:: DATA SHOWN ::

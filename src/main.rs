use glam::Vec2;
use sdl2::{event::Event, event::WindowEvent, mouse::MouseButton};

use crate::{
    abs::App,
    assets::AssetLoader,
    config::Config,
    lessons::LessonManager,
    other::{KeyboardState, MouseState, UpdateContext},
    render::Renderer,
};

mod abs;
mod assets;
mod config;
mod debug;
mod lessons;
mod logging;
mod other;
mod render;
mod scene;
mod timing;

fn main() {
    let (config, config_warning) = Config::load();
    logging::init(config.log_level(), config.log.file.as_deref());
    if let Some(warning) = config_warning {
        log::warn!("{warning}");
    }

    if let Err(e) = run(&config) {
        log::error!("{e}");
        std::process::exit(1);
    }
}

fn run(config: &Config) -> Result<(), String> {
    let mut app = App::new(
        "scenelab",
        config.window.width,
        config.window.height,
        config.window.fullscreen,
        config.window.vsync,
    )?;

    let (width, height) = app.drawable_size();
    let mut renderer = Renderer::new(&app.gl, width, height)?;
    let loader = AssetLoader::new(&app.gl, config.asset_dir.clone());
    let mut manager = LessonManager::new(loader, &config.start_lesson, (width, height))?;

    let mut keyboard_state = KeyboardState::default();
    let mut mouse_state = MouseState::default();
    let mut last_frame_time = std::time::Instant::now();
    let mut title = String::new();

    'running: loop {
        let now = std::time::Instant::now();
        let delta_time = now.duration_since(last_frame_time).as_secs_f32();
        last_frame_time = now;

        mouse_state.delta = Vec2::ZERO;
        mouse_state.scroll_delta = Vec2::ZERO;
        keyboard_state.pressed.clear();
        keyboard_state.released.clear();
        mouse_state.pressed.clear();
        mouse_state.released.clear();

        let mut resized = false;
        let mut toggle_fullscreen = false;
        for event in app.event_pump.poll_iter() {
            manager.handle_event(&event);
            match event {
                Event::Quit { .. } => break 'running,
                Event::Window {
                    win_event: WindowEvent::SizeChanged(..),
                    ..
                } => resized = true,
                Event::MouseMotion {
                    x, y, xrel, yrel, ..
                } => {
                    mouse_state.position = Vec2::new(x as f32, y as f32);
                    mouse_state.delta += Vec2::new(xrel as f32, yrel as f32);
                }
                Event::MouseWheel { x, y, .. } => {
                    mouse_state.scroll_delta += Vec2::new(x as f32, y as f32);
                }
                Event::MouseButtonDown {
                    mouse_btn, clicks, ..
                } => {
                    mouse_state.down.insert(mouse_btn);
                    mouse_state.pressed.insert(mouse_btn);
                    if mouse_btn == MouseButton::Left && clicks == 2 {
                        toggle_fullscreen = true;
                    }
                }
                Event::MouseButtonUp { mouse_btn, .. } => {
                    mouse_state.down.remove(&mouse_btn);
                    mouse_state.released.insert(mouse_btn);
                }
                Event::KeyDown {
                    keycode: Some(keycode),
                    repeat: false,
                    ..
                } => {
                    keyboard_state.down.insert(keycode);
                    keyboard_state.pressed.insert(keycode);
                }
                Event::KeyUp {
                    keycode: Some(keycode),
                    repeat: false,
                    ..
                } => {
                    keyboard_state.down.remove(&keycode);
                    keyboard_state.released.insert(keycode);
                }
                _ => {}
            }
        }

        if toggle_fullscreen {
            match app.toggle_fullscreen() {
                Ok(()) => resized = true,
                Err(e) => log::warn!("Could not toggle fullscreen: {e}"),
            }
        }
        if resized {
            let (width, height) = app.drawable_size();
            renderer.set_viewport(width, height);
            manager.resize(width, height);
        }

        let (window_width, window_height) = app.window.size();
        let update_ctx = UpdateContext::new(
            &keyboard_state,
            &mouse_state,
            delta_time,
            Vec2::new(window_width as f32, window_height as f32),
        );
        if !manager.update(&update_ctx) {
            break 'running;
        }

        if let Err(e) = manager.render(&mut renderer) {
            log::error!("Render failed: {e}");
        }

        let next_title = manager.title();
        if next_title != title {
            if let Err(e) = app.window.set_title(&next_title) {
                log::warn!("Could not set window title: {e}");
            }
            title = next_title;
        }

        app.window.gl_swap_window();
    }

    log::info!("Shutting down");
    Ok(())
}
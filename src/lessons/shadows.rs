//! A sphere casting a filtered shadow map onto a plane.

use std::f32::consts::FRAC_PI_2;

use glam::Vec3;

use crate::{
    assets::AssetLoader,
    debug::{Choice, ControlId, Panel, Slider, Toggle},
    lessons::{Lesson, LessonSwitch, lesson_camera},
    other::UpdateContext,
    render::Renderer,
    scene::{
        DirectionalShadow, Geometry, Light, Material, MaterialId, NodeId, NodeKind,
        OrbitControls, PerspectiveCamera, Scene, ShadowMapType,
    },
};

struct Controls {
    ambient: ControlId<Slider>,
    directional: ControlId<Slider>,
    x: ControlId<Slider>,
    y: ControlId<Slider>,
    z: ControlId<Slider>,
    metalness: ControlId<Slider>,
    roughness: ControlId<Slider>,
    helper: ControlId<Toggle>,
    shadow_type: ControlId<Choice>,
}

struct Handles {
    ambient: NodeId,
    sun: NodeId,
    helper: NodeId,
    material: MaterialId,
}

pub struct Shadows {
    scene: Scene,
    camera: PerspectiveCamera,
    orbit: OrbitControls,
    panel: Panel,
    controls: Controls,
    handles: Handles,
}

fn build_scene() -> (Scene, Handles) {
    let mut scene = Scene::new();
    let ambient = scene.add_light(None, "ambient", Light::ambient(Vec3::ONE, 0.5));
    let sun = scene.add_light(
        None,
        "directional",
        Light::directional(Vec3::ONE, 0.5).with_shadow(DirectionalShadow {
            map_size: 1024,
            left: -2.0,
            right: 2.0,
            top: 2.0,
            bottom: -2.0,
            near: 1.0,
            far: 6.0,
            radius: 10.0,
            ..DirectionalShadow::default()
        }),
    );
    scene.transform_mut(sun).position = Vec3::new(2.0, 2.0, -1.0);
    let helper = scene.add(None, "shadow camera", NodeKind::ShadowCameraHelper { light: sun });
    scene.node_mut(helper).visible = false;

    let mut material = Material::standard(Vec3::ONE);
    material.roughness = 0.7;
    let material = scene.add_material(material);

    let sphere = scene.add_geometry(Geometry::sphere(0.5, 32, 32));
    let sphere = scene.add_mesh(None, "sphere", sphere, material);
    scene.set_shadows(sphere, true, false);

    let plane = scene.add_geometry(Geometry::plane(5.0, 5.0, 1, 1));
    let plane = scene.add_mesh(None, "plane", plane, material);
    let transform = scene.transform_mut(plane);
    transform.rotate_x(-FRAC_PI_2);
    transform.position.y = -0.5;
    scene.set_shadows(plane, false, true);

    (
        scene,
        Handles {
            ambient,
            sun,
            helper,
            material,
        },
    )
}

/// Builds the panel with every slider starting at the scene's current value.
fn build_panel(scene: &Scene, handles: &Handles) -> (Panel, Controls) {
    let intensity = |id| scene.light(id).map_or(0.0, Light::intensity);
    let sun = scene.node(handles.sun).transform.position;
    let material = scene.material(handles.material);

    let mut panel = Panel::new();
    let controls = Controls {
        ambient: panel.slider("ambient intensity", intensity(handles.ambient), 0.0, 1.0, 0.001),
        directional: panel.slider("directional intensity", intensity(handles.sun), 0.0, 1.0, 0.001),
        x: panel.slider("light x", sun.x, -5.0, 5.0, 0.001),
        y: panel.slider("light y", sun.y, -5.0, 5.0, 0.001),
        z: panel.slider("light z", sun.z, -5.0, 5.0, 0.001),
        metalness: panel.slider("metalness", material.metalness, 0.0, 1.0, 0.001),
        roughness: panel.slider("roughness", material.roughness, 0.0, 1.0, 0.001),
        helper: panel.toggle("shadow camera helper", false),
        shadow_type: panel.choice(
            "shadow type",
            &ShadowMapType::ALL.map(ShadowMapType::name),
            1,
        ),
    };
    (panel, controls)
}

fn apply_panel(scene: &mut Scene, panel: &Panel, controls: &Controls, handles: &Handles) {
    if let Some(light) = scene.light_mut(handles.ambient) {
        light.set_intensity(panel.value(controls.ambient));
    }
    if let Some(light) = scene.light_mut(handles.sun) {
        light.set_intensity(panel.value(controls.directional));
    }
    scene.transform_mut(handles.sun).position = Vec3::new(
        panel.value(controls.x),
        panel.value(controls.y),
        panel.value(controls.z),
    );
    scene.node_mut(handles.helper).visible = panel.enabled(controls.helper);

    let material = scene.material_mut(handles.material);
    material.metalness = panel.value(controls.metalness);
    material.roughness = panel.value(controls.roughness);
}

impl Shadows {
    pub fn new(viewport: (u32, u32)) -> Self {
        let (scene, handles) = build_scene();
        let (panel, controls) = build_panel(&scene, &handles);
        Self {
            scene,
            camera: lesson_camera(viewport, Vec3::new(1.0, 1.0, 2.0)),
            orbit: OrbitControls::new(Vec3::ZERO).with_damping(),
            panel,
            controls,
            handles,
        }
    }

    pub fn boxed(_: &AssetLoader, viewport: (u32, u32)) -> Result<Box<dyn Lesson>, String> {
        Ok(Box::new(Self::new(viewport)))
    }
}

impl Lesson for Shadows {
    fn name(&self) -> &'static str {
        "shadows"
    }

    fn update(&mut self, ctx: &UpdateContext) -> LessonSwitch {
        self.panel.handle_keys(ctx.keyboard);
        apply_panel(&mut self.scene, &self.panel, &self.controls, &self.handles);
        self.orbit.handle_input(&self.camera, ctx);
        self.orbit.update(&mut self.camera);
        LessonSwitch::None
    }

    fn render(&mut self, renderer: &mut Renderer) -> Result<(), String> {
        renderer.shadow_type = ShadowMapType::ALL[self.panel.selected(self.controls.shadow_type)];
        renderer.render(&mut self.scene, &self.camera)
    }

    fn camera_mut(&mut self) -> &mut PerspectiveCamera {
        &mut self.camera
    }

    fn panel(&self) -> Option<&Panel> {
        Some(&self.panel)
    }
}
//! A door texture on a cube, rotated around the middle of its UV square.

use std::f32::consts::FRAC_PI_4;

use glam::{Vec2, Vec3};

use crate::{
    abs::{Texture, TextureHandle, TextureOptions},
    assets::{AssetLoader, Fallback},
    lessons::{Lesson, LessonSwitch, lesson_camera},
    other::UpdateContext,
    render::Renderer,
    scene::{
        Geometry, Maps, Material, MaterialId, OrbitControls, PerspectiveCamera, Scene, UvTransform,
    },
};

pub struct Textures {
    scene: Scene,
    camera: PerspectiveCamera,
    controls: OrbitControls,
    _color_map: Texture,
}

/// Builds the textured cube. Without a colour map the cube is plain white.
fn build_scene(color_map: Option<TextureHandle>) -> (Scene, MaterialId) {
    let mut scene = Scene::new();
    let geometry = scene.add_geometry(Geometry::cuboid(1.0, 1.0, 1.0, 2, 2, 2));
    let mut material = Material::basic(Vec3::ONE).with_maps(Maps {
        color: color_map,
        ..Maps::default()
    });
    material.uv_transform = UvTransform {
        rotation: FRAC_PI_4,
        center: Vec2::splat(0.5),
        ..UvTransform::default()
    };
    let material = scene.add_material(material);
    scene.add_mesh(None, "cube", geometry, material);
    (scene, material)
}

impl Textures {
    pub fn new(loader: &AssetLoader, viewport: (u32, u32)) -> Result<Self, String> {
        let color_map = loader.texture(
            "textures/door/color.jpg",
            TextureOptions::nearest(),
            Fallback::Checker {
                a: [150, 90, 50, 255],
                b: [90, 50, 30, 255],
                cells: 8,
            },
        )?;
        let (scene, _) = build_scene(Some(color_map.handle()));
        Ok(Self {
            scene,
            camera: lesson_camera(viewport, Vec3::new(0.0, 0.0, 3.0)),
            controls: OrbitControls::new(Vec3::ZERO).with_damping(),
            _color_map: color_map,
        })
    }

    pub fn boxed(loader: &AssetLoader, viewport: (u32, u32)) -> Result<Box<dyn Lesson>, String> {
        Ok(Box::new(Self::new(loader, viewport)?))
    }
}

impl Lesson for Textures {
    fn name(&self) -> &'static str {
        "textures"
    }

    fn update(&mut self, ctx: &UpdateContext) -> LessonSwitch {
        self.controls.handle_input(&self.camera, ctx);
        self.controls.update(&mut self.camera);
        LessonSwitch::None
    }

    fn render(&mut self, renderer: &mut Renderer) -> Result<(), String> {
        renderer.render(&mut self.scene, &self.camera)
    }

    fn camera_mut(&mut self) -> &mut PerspectiveCamera {
        &mut self.camera
    }
}

#[cfg(test)]
mod tests {
    use super::*;

    #[test]
    fn test_uv_rotation_pivots_on_centre() {
        let (scene, material) = build_scene(None);
        let matrix = scene.material(material).uv_transform.matrix();
        let centre = matrix.transform_point2(Vec2::splat(0.5));
        assert!((centre - Vec2::splat(0.5)).length() < 1e-5);
        let corner = matrix.transform_point2(Vec2::ZERO);
        assert!(((corner - Vec2::splat(0.5)).length() - 0.5f32.sqrt()).abs() < 1e-5);
        assert!((corner - Vec2::ZERO).length() > 0.1);
    }

    #[test]
    fn test_cube_has_two_segments_per_side() {
        let (scene, _) = build_scene(None);
        let mut triangles = 0;
        scene.visit_visible(|_, node, _| {
            if let crate::scene::NodeKind::Mesh { geometry, .. } = node.kind {
                triangles += scene.geometry(geometry).triangle_count();
            }
        });
        assert_eq!(triangles, 6 * 2 * 2 * 2);
    }
}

:: WHAT IS REQUIRED ::
Take the entries above and copy out all lines with the string "logging".

:: FINISHED EXERCISE ::
mod logging;
    logging::init(config.log_level(), config.log.file.as_deref());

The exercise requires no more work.